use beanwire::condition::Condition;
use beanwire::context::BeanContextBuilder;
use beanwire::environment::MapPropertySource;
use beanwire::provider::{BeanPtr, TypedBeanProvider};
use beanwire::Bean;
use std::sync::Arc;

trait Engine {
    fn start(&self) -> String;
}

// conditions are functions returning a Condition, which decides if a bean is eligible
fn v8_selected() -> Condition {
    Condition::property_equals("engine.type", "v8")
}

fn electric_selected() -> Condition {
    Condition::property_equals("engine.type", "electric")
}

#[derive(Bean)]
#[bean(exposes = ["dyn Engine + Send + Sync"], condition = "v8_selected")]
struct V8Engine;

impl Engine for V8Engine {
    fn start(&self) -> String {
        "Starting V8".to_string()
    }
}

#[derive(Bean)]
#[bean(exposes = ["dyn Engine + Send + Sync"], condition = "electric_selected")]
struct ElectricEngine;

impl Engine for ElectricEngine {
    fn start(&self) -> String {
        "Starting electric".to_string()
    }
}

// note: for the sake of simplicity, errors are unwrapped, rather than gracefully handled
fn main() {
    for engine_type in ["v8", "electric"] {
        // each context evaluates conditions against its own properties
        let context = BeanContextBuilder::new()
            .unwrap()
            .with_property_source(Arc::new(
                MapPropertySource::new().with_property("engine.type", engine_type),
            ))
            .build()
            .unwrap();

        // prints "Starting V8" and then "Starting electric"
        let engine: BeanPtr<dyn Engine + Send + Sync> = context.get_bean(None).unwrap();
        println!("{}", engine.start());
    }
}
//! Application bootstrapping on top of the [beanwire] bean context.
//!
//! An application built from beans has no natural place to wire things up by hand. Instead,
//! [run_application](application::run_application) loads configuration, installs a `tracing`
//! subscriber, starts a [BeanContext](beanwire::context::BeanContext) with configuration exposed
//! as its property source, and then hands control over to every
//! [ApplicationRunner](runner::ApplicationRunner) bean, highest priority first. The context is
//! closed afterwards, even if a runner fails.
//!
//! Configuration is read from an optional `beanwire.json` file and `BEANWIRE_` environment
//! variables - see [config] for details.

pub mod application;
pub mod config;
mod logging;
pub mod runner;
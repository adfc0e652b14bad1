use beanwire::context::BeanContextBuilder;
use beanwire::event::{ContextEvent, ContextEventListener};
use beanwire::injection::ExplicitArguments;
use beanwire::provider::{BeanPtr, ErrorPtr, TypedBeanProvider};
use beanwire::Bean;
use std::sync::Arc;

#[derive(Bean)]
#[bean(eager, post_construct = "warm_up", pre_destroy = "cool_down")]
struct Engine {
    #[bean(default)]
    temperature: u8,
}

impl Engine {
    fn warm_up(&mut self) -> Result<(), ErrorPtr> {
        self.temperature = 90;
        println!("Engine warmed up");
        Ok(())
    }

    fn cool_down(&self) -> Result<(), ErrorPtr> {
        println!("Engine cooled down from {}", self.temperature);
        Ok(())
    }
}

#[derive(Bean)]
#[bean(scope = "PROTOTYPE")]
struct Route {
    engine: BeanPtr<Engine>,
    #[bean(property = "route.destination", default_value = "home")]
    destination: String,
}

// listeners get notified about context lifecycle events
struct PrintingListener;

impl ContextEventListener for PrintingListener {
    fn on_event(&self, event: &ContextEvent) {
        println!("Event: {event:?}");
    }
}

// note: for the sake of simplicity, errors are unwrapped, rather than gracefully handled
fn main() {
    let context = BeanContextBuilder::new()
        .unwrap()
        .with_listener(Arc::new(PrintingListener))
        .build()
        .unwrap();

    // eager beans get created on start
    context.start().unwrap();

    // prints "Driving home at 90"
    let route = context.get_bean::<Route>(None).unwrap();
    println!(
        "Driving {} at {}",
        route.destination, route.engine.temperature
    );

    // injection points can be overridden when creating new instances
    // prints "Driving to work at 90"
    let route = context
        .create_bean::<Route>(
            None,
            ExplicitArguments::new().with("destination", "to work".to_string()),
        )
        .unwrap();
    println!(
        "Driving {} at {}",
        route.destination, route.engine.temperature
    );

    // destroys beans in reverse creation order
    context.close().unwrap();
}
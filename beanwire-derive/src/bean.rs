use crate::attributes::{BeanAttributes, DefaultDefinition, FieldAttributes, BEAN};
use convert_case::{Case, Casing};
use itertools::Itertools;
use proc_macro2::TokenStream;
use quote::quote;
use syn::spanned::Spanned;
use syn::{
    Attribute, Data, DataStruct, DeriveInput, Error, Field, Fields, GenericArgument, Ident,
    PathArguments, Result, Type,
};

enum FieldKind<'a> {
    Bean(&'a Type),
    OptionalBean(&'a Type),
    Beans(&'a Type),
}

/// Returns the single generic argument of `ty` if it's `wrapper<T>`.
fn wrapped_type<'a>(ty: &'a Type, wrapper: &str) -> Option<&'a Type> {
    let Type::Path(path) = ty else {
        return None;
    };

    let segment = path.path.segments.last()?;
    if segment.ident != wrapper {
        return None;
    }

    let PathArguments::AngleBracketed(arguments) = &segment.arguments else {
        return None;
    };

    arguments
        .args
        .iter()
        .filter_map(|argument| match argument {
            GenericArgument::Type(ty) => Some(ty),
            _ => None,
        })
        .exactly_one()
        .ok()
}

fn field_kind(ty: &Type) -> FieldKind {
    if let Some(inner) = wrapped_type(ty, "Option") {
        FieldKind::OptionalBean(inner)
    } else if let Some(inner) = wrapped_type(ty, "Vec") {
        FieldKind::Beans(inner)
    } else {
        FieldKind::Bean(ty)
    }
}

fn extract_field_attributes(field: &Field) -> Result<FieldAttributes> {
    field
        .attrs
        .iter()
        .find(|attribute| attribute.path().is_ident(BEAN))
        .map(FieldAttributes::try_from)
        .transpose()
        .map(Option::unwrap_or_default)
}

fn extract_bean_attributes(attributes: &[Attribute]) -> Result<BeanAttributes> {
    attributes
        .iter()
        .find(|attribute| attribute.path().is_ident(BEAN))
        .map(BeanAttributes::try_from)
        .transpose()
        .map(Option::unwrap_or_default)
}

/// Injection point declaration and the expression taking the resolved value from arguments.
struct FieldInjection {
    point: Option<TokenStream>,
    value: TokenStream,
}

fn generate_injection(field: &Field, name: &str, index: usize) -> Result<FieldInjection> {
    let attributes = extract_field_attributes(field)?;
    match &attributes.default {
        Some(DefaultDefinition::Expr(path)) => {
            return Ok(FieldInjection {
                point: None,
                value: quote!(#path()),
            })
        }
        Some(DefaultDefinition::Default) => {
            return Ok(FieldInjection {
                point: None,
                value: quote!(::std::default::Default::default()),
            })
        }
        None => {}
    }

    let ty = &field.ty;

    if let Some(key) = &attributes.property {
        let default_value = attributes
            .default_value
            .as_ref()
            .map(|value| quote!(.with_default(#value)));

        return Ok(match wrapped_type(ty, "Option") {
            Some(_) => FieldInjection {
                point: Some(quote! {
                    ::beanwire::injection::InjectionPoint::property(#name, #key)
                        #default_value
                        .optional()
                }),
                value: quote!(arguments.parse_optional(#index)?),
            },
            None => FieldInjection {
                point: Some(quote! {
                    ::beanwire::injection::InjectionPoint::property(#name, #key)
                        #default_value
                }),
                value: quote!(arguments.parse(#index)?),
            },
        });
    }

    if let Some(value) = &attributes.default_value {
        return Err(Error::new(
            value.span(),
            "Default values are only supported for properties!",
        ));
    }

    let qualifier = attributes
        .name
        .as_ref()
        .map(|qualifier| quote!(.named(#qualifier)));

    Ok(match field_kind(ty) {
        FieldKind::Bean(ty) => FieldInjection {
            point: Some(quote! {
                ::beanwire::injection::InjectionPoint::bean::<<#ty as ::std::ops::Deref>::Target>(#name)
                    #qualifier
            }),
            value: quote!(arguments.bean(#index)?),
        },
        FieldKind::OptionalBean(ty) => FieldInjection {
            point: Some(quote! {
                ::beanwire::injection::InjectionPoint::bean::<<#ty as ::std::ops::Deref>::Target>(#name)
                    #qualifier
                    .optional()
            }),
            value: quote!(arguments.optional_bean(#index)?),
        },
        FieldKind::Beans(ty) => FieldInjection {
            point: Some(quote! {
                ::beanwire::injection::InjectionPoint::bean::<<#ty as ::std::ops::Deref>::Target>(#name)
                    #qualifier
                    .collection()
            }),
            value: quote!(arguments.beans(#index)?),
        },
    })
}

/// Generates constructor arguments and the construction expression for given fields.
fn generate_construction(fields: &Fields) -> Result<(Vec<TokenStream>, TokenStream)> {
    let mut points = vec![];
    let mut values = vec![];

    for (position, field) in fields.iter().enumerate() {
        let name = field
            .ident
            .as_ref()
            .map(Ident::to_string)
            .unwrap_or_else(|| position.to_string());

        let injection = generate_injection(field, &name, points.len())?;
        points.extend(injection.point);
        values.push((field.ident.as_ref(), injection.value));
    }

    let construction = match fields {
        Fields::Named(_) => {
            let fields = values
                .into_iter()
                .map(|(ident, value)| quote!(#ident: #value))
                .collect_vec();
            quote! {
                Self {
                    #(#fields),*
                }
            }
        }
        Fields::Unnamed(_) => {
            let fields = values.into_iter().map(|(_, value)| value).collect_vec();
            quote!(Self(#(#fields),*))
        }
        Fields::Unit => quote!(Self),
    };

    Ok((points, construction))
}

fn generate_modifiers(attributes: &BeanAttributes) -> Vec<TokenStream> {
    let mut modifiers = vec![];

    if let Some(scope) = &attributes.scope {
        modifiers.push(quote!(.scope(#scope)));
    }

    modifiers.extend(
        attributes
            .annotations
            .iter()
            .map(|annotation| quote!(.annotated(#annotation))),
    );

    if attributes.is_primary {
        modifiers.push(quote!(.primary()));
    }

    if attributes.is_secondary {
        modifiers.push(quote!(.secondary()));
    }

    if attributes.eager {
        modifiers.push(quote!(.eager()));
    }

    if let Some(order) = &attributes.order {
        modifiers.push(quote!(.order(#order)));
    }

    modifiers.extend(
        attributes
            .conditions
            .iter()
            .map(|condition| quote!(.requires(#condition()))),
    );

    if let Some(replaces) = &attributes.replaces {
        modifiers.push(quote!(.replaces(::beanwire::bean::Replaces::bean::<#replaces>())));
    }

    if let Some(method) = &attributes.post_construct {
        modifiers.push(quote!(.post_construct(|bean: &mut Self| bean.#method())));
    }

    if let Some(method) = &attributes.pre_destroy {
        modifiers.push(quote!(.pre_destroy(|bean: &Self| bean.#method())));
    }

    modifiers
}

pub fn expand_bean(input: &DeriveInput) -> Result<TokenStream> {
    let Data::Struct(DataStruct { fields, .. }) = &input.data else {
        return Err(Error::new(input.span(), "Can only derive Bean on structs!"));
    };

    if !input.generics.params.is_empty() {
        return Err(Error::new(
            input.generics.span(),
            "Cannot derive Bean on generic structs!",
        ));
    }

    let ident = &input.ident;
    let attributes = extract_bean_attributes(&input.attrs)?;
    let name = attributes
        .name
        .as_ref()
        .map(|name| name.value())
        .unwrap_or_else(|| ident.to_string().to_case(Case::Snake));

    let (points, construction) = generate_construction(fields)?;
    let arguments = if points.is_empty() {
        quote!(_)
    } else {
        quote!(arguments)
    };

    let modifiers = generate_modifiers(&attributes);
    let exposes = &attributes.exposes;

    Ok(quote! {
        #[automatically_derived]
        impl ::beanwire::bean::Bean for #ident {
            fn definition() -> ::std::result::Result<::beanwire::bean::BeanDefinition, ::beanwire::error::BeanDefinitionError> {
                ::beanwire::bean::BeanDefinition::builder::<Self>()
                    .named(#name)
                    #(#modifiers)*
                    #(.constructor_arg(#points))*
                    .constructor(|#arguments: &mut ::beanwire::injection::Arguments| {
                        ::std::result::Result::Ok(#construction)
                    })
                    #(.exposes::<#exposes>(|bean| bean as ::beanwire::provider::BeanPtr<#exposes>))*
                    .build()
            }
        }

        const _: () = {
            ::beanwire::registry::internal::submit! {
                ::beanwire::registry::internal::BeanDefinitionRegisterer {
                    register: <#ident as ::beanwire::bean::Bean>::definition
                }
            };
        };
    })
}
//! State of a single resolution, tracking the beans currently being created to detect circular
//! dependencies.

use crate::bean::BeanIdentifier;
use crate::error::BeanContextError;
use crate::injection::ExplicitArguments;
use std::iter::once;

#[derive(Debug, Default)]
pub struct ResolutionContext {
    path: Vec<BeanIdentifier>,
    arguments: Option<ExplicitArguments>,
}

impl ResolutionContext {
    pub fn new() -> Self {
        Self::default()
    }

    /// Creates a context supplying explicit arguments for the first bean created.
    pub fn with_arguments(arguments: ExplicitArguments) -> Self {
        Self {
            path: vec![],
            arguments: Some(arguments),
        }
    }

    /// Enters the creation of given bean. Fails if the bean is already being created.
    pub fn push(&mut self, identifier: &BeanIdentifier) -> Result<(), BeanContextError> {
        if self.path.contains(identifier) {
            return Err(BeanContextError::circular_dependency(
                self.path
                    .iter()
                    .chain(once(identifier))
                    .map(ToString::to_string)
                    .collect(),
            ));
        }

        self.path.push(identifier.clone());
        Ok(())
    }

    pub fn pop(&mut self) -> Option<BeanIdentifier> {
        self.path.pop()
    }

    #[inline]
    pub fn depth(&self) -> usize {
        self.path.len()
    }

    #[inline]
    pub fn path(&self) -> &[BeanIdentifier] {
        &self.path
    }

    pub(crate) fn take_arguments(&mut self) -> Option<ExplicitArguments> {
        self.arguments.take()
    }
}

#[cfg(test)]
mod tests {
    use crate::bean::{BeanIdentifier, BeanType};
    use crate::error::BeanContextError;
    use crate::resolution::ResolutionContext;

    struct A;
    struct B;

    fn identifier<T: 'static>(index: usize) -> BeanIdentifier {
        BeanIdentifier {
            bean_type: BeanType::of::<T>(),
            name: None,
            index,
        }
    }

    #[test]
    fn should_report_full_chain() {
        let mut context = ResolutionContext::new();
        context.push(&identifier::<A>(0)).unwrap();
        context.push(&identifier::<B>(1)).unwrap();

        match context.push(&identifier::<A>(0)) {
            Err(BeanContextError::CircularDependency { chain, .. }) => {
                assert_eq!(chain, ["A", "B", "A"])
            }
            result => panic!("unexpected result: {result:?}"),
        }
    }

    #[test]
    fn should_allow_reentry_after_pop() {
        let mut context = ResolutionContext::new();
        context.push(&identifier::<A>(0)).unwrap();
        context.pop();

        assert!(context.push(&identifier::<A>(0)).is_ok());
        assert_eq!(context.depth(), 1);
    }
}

+ + + + + + +

Output, from the data above, the lines from the line with "let modifiers = generate_modifiers(&attributes);" to the line with "fn definition() ->" exactly as they stand, both ends included and nothing else.

    let modifiers = generate_modifiers(&attributes);
    let exposes = &attributes.exposes;

    Ok(quote! {
        #[automatically_derived]
        impl ::beanwire::bean::Bean for #ident {
            fn definition() -> ::std::result::Result<::beanwire::bean::BeanDefinition, ::beanwire::error::BeanDefinitionError> {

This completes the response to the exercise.